# Blum's speedup theorem

Short description: Rules out assigning to arbitrary functions their computational complexity

In computational complexity theory, Blum's speedup theorem, first stated by Manuel Blum in 1967, is a fundamental theorem about the complexity of computable functions.

Each computable function has an infinite number of different program representations in a given programming language. In the theory of algorithms one often strives to find a program with the smallest complexity for a given computable function and a given complexity measure (such a program could be called optimal). Blum's speedup theorem shows that for any complexity measure, there exists a computable function, such that there is no optimal program computing it, because every program has a program of lower complexity. This also rules out the idea there is a way to assign to arbitrary functions their computational complexity, meaning the assignment to any f of the complexity of an optimal program for f.
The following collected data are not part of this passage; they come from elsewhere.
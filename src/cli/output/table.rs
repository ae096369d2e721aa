//! Table output formatting for CLI commands
//!
//! Renders resolved configuration and add-on detection results using comfy-table.

use comfy_table::{presets, Attribute, Cell, Color, ContentArrangement, Table};
use std::env;

use crate::cli::models::{ConfigEntry, ValueSource};
use crate::domain::models::ConfigValue;

/// Table formatter for CLI output
pub struct TableFormatter {
    /// Whether to use colors in output
    use_colors: bool,
    /// Maximum width for tables (None = auto)
    max_width: Option<u16>,
}

impl TableFormatter {
    /// Create a new table formatter
    pub fn new() -> Self {
        Self {
            use_colors: supports_color(),
            max_width: None,
        }
    }

    /// Create a new table formatter with custom settings
    pub const fn with_config(use_colors: bool, max_width: Option<u16>) -> Self {
        Self {
            use_colors,
            max_width,
        }
    }

    /// Format configuration entries as a table
    pub fn format_config(&self, entries: &[ConfigEntry]) -> String {
        let mut table = self.create_base_table();

        table.set_header(vec![
            Cell::new("Key").add_attribute(Attribute::Bold),
            Cell::new("Value").add_attribute(Attribute::Bold),
            Cell::new("Source").add_attribute(Attribute::Bold),
        ]);

        for entry in entries {
            let value_cell = match (&entry.value, self.use_colors) {
                (ConfigValue::Null, true) => Cell::new("null").fg(Color::DarkGrey),
                (value, _) => Cell::new(value.to_string()),
            };

            let source_cell = if self.use_colors {
                Cell::new(entry.source.to_string()).fg(source_color(entry.source))
            } else {
                Cell::new(entry.source.to_string())
            };

            table.add_row(vec![Cell::new(&entry.key), value_cell, source_cell]);
        }

        table.to_string()
    }

    /// Format add-on detection results as a two-column table
    pub fn format_addons(&self, rows: &[(&str, String)]) -> String {
        let mut table = self.create_base_table();

        table.set_header(vec![
            Cell::new("Add-on").add_attribute(Attribute::Bold),
            Cell::new("Detected").add_attribute(Attribute::Bold),
        ]);

        for (name, detected) in rows {
            let detected_cell = if self.use_colors && detected.starts_with("ambiguous") {
                Cell::new(detected).fg(Color::Red)
            } else {
                Cell::new(detected)
            };
            table.add_row(vec![Cell::new(name), detected_cell]);
        }

        table.to_string()
    }

    fn create_base_table(&self) -> Table {
        let mut table = Table::new();

        table
            .load_preset(presets::UTF8_FULL)
            .set_content_arrangement(ContentArrangement::Dynamic);

        if let Some(width) = self.max_width {
            table.set_width(width);
        }

        table
    }
}

impl Default for TableFormatter {
    fn default() -> Self {
        Self::new()
    }
}

const fn source_color(source: ValueSource) -> Color {
    match source {
        ValueSource::Application => Color::Yellow,
        ValueSource::Resolved => Color::Green,
    }
}

fn supports_color() -> bool {
    // Respect NO_COLOR environment variable
    if env::var("NO_COLOR").is_ok() {
        return false;
    }

    !matches!(env::var("TERM").as_deref(), Ok("dumb"))
}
This does of course not exclude the possibility of finding the complexity of an optimal program for certain specific functions.

## Speedup theorem

Given a Blum complexity measure $\displaystyle{ (\varphi, \Phi) }$ and a total computable function $\displaystyle{ f }$ with two parameters, then there exists a total computable predicate $\displaystyle{ g }$ (a boolean valued computable function) so that for every program $\displaystyle{ i }$ for $\displaystyle{ g }$, there exists a program $\displaystyle{ j }$ for $\displaystyle{ g }$ so that for almost all $\displaystyle{ x }$

$\displaystyle{ f(x, \Phi_j(x)) \leq \Phi_i(x) \, }$

$\displaystyle{ f }$ is called the speedup function. The fact that it may be as fast-growing as desired (as long as it is computable) means that the phenomenon of always having a program of smaller complexity remains even if by "smaller" we mean "significantly smaller" (for instance, quadratically smaller, exponentially smaller).